Your goal:
Every line with the string "exceeds" in it belongs in your answer, so copy them all from the data.

Data for review:
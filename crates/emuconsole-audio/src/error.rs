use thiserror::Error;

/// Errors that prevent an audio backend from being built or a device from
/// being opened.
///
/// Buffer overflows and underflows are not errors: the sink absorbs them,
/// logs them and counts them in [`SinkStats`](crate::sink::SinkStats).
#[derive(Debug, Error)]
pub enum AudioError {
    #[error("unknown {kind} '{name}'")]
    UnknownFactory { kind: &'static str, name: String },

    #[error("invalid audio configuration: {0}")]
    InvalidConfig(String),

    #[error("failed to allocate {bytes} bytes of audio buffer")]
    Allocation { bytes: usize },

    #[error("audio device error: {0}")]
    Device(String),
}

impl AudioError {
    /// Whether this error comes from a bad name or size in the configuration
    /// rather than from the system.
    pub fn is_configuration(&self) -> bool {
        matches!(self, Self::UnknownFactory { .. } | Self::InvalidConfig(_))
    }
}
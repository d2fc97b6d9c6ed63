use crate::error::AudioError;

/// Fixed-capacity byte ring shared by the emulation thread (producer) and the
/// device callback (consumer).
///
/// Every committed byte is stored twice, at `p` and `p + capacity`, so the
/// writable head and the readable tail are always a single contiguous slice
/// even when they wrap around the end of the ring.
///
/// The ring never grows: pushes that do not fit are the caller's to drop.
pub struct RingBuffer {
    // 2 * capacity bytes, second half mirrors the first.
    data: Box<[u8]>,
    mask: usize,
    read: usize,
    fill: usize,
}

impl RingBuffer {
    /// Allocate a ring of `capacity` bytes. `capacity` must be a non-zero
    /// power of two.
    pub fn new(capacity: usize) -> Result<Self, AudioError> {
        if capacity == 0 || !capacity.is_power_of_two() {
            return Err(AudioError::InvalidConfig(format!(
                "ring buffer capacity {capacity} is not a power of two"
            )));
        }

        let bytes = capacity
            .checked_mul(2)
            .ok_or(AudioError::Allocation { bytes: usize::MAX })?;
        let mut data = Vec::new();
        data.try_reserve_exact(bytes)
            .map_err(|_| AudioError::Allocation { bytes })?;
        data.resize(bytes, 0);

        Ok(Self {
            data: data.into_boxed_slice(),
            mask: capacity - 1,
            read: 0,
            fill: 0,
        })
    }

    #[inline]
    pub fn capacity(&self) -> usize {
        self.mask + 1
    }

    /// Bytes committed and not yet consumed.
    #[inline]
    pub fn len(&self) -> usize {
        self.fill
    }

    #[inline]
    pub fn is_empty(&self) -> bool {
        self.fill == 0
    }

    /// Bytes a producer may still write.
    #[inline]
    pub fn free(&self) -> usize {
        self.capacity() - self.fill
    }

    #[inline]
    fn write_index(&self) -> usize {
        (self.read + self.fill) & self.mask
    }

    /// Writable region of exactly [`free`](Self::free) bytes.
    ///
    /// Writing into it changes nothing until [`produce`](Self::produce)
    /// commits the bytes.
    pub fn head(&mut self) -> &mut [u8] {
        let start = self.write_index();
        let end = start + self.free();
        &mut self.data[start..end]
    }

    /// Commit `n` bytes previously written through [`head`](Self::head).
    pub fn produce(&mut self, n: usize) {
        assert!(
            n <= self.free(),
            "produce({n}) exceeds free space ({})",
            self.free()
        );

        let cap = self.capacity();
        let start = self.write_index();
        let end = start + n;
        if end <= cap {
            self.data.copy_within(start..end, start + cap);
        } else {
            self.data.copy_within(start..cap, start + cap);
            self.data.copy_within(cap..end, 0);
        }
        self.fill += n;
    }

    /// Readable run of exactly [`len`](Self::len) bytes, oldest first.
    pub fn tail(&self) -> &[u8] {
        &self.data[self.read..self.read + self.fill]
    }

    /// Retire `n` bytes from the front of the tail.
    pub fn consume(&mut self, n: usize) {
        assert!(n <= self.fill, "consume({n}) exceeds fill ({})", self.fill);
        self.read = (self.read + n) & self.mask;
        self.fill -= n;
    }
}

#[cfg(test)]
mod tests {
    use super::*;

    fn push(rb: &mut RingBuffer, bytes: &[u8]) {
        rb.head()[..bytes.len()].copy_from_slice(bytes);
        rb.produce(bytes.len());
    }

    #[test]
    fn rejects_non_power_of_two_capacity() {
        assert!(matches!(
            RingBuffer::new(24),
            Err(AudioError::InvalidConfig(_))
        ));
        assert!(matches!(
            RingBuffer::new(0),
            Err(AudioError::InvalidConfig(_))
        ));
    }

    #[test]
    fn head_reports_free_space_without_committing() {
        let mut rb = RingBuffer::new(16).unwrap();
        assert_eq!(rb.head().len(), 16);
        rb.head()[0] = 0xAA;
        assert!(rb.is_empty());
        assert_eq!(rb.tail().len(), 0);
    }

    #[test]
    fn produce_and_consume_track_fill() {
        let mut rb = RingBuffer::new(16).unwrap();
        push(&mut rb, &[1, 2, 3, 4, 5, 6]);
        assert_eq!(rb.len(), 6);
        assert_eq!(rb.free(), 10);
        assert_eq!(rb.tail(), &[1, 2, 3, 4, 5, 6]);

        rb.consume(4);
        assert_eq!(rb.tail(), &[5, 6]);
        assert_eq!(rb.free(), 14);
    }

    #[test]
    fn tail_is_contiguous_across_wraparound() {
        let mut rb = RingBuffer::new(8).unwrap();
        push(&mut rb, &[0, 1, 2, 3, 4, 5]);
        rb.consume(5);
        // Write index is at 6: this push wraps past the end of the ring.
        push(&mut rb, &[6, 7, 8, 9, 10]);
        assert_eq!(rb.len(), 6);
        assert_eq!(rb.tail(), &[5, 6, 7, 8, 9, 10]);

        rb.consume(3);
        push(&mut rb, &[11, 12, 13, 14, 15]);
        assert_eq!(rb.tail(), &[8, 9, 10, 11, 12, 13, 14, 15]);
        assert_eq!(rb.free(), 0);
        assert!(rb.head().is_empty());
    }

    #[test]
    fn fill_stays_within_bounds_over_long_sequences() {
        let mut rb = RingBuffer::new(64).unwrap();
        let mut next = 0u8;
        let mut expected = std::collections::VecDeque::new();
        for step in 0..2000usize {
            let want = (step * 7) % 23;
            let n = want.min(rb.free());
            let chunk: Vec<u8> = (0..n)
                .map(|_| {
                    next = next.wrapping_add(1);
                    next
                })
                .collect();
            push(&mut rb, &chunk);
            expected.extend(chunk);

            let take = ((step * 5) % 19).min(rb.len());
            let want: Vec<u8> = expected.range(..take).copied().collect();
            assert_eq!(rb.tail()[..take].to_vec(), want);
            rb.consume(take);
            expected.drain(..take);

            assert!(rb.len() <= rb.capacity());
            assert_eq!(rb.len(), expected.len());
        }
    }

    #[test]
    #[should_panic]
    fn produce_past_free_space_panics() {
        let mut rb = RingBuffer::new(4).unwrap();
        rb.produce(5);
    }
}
* * *
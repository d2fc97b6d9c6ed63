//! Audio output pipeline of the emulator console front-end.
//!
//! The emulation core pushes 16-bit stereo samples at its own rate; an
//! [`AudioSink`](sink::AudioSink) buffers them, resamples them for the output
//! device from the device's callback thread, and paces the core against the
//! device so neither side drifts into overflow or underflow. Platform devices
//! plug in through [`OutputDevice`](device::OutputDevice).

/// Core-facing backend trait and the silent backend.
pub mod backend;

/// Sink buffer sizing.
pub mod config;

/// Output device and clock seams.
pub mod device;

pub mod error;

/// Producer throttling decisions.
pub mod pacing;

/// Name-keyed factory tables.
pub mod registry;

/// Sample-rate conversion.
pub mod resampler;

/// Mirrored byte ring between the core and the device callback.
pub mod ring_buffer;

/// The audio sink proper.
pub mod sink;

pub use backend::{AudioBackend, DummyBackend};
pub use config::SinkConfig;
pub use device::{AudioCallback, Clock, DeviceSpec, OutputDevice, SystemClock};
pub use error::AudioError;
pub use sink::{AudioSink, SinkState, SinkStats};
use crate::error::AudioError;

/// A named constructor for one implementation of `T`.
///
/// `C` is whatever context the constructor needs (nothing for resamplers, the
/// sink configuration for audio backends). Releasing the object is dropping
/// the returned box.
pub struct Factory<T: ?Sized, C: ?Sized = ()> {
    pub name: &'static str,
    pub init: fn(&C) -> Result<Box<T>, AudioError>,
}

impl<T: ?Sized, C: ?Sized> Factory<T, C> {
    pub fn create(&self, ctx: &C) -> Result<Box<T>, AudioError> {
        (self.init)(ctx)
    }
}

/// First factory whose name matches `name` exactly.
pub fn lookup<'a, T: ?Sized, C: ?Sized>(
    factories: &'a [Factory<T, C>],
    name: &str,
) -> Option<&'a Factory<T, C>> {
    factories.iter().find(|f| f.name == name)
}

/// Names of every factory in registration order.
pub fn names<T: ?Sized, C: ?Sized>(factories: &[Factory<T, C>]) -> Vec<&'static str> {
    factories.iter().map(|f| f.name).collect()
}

Reply:
            "produce({n}) exceeds free space ({})",
        assert!(n <= self.fill, "consume({n}) exceeds fill ({})", self.fill);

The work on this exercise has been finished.